Opinión

La estrategia Rodiezmo

Carlos Loring Rubio | Martes 08 de septiembre de 2009
En singular puesta en escena, hace su aparición la estrella mediática del sindicalismo español. Éste no es otro que José Luis Rodríguez Zapatero, quien calma a la multitud eufórica mediante un ademán de manos. ¡Good Morning Rodiezmo!, entre grito y canto expele el ovacionado, y la multitud ruge complaciente ante tan fervoroso saludo, que puños en alto, enarbolan banderas rojas y de la antigua republica. El humo y las luces hacen su aparición, mientras comienza el estridente discurso que dejará satisfechos a todos.

En la fiesta minera organizada anualmente por UGT, el Presidente de Gobierno, haciendo gala del pañuelo que le identificaba como un compañero más, hizo un discurso amenazador para todo aquel que pudiera seguir manteniendo cualquier tipo de esperanza, respecto de una posible salida a la crisis gracias a la acción del Estado. El Presidente mediante un muestrario de ideas manidas y de aplauso fácil, dio a conocer las claves de su actuación: subida de pensiones y subsidios.

Lo verdaderamente pavoroso es que Zapatero dé satisfacción a cualquier proposición de los sindicatos. Que, según los sindicatos la CEOE mantiene una dialéctica inadecuada, así que se les expulsa del dialogo social, mientras se justifica la acción a través de las palabras malditas: despido libre. Que, se establece pagar 420 euros a todos los parados que se quedaron sin subsidio desde agosto, pues se cambia mediante decreto para que la ayuda se haga efectiva para aquellos que no tienen prestación desde enero, puesto que a Cándido Méndez y a Fernández Toxo les parece más adecuado.

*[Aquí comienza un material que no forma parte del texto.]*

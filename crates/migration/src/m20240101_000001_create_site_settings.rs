//! Create `site_settings` table.
//!
//! Holds at most one row; the singleton rule is enforced by the entity's save hook,
//! not by a constraint here.
use sea_orm_migration::{prelude::*, schema::*};

#[derive(DeriveMigrationName)]
pub struct Migration;

#[async_trait::async_trait]
impl MigrationTrait for Migration {
    async fn up(&self, manager: &SchemaManager) -> Result<(), DbErr> {
        manager
            .create_table(
                Table::create()
                    .table(SiteSettings::Table)
                    .if_not_exists()
                    .col(pk_auto(SiteSettings::Id))
                    .col(string_len(SiteSettings::SiteName, 100).default("Zynder Tech"))
                    .col(string_len_null(SiteSettings::SiteLogo, 255))
                    .col(string_len_null(SiteSettings::Favicon, 255))
                    .col(string_len(SiteSettings::PrimaryColor, 18).default("#007bff"))
                    .col(string_len(SiteSettings::SecondaryColor, 18).default("#6c757d"))
                    .col(string_len(SiteSettings::PhoneNumber, 20).default(""))
                    .col(string_len(SiteSettings::PhoneNumber2, 20).default(""))
                    .col(string_len(SiteSettings::Email, 254).default(""))
                    .col(text(SiteSettings::Address).default(""))
                    .col(string_len(SiteSettings::FacebookUrl, 200).default(""))
                    .col(string_len(SiteSettings::TwitterUrl, 200).default(""))
                    .col(string_len(SiteSettings::InstagramUrl, 200).default(""))
                    .col(string_len(SiteSettings::LinkedinUrl, 200).default(""))
                    .col(string_len(SiteSettings::WhatsappNumber, 20).default(""))
                    .col(text(SiteSettings::WhatsappMessage))
                    .col(string_len(SiteSettings::SmtpHost, 100).default(""))
                    .col(integer(SiteSettings::SmtpPort).default(587))
                    .col(string_len(SiteSettings::SmtpUsername, 100).default(""))
                    .col(string_len(SiteSettings::SmtpPassword, 100).default(""))
                    .col(boolean(SiteSettings::SmtpUseTls).default(true))
                    .col(text(SiteSettings::MapEmbedCode).default(""))
                    .col(timestamp_with_time_zone(SiteSettings::CreatedAt).not_null())
                    .col(timestamp_with_time_zone(SiteSettings::UpdatedAt).not_null())
                    .to_owned(),
            )
            .await
    }

    async fn down(&self, manager: &SchemaManager) -> Result<(), DbErr> {
        manager.drop_table(Table::drop().table(SiteSettings::Table).to_owned()).await
    }
}

#[derive(DeriveIden)]
enum SiteSettings {
    Table,
    Id,
    SiteName,
    SiteLogo,
    Favicon,
    PrimaryColor,
    SecondaryColor,
    PhoneNumber,
    #[sea_orm(iden = "phone_number_2")]
    PhoneNumber2,
    Email,
    Address,
    FacebookUrl,
    TwitterUrl,
    InstagramUrl,
    LinkedinUrl,
    WhatsappNumber,
    WhatsappMessage,
    SmtpHost,
    SmtpPort,
    SmtpUsername,
    SmtpPassword,
    SmtpUseTls,
    MapEmbedCode,
    CreatedAt,
    UpdatedAt,
}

“No haré ninguna reforma importante que no cuente con el apoyo de los agentes sociales.” Zapatero se asegura la popularidad de un electorado que parece desconocer que la riqueza de un país y sus consiguientes ventajas sociales no las crean medidas de urgencia ni el dinero arrebatado a los avariciosos capitalistas, sino un entramado empresarial sólido, competitivo y diversificado. La empresa española se hace, si cabe, más débil ante el subsidio generalizado, una inexistente política de austeridad en el gasto público, una insuficiente ayuda al empresario y nula al emprendedor, además de ventajas fiscales al mecenazgo escasas y llenas de escollos, mientras se aprieta las tuercas a la clase media asalariada.

España se merece algo más que esperar a que el precio de los inmuebles vuelva a subir o que se tutele a la economía mediante Ley, en planificación soviética, para el logro de una sostenibilidad medioambiental modelo, que no nos podemos permitir en este momento. Los sindicatos que deben ser conscientes de esta situación, están obligados a entenderse con la patronal. El miedo insuperable de Zapatero a un conflicto con los sindicatos le anula como agente efectivo para la resolución del problema. Por tanto, en una antigua estrategia, Díaz Ferrán, Presidente de la CEOE, intentará negociar la reforma laboral únicamente con los sindicatos, prescindiendo del Gobierno, ante la palmaria realidad: Los sindicatos mandan. Quizás de esta manera y sin las interferencias de las consignas políticas, se pueda optar a un cierto grado de flexibilidad por parte las fuerzas sindicales.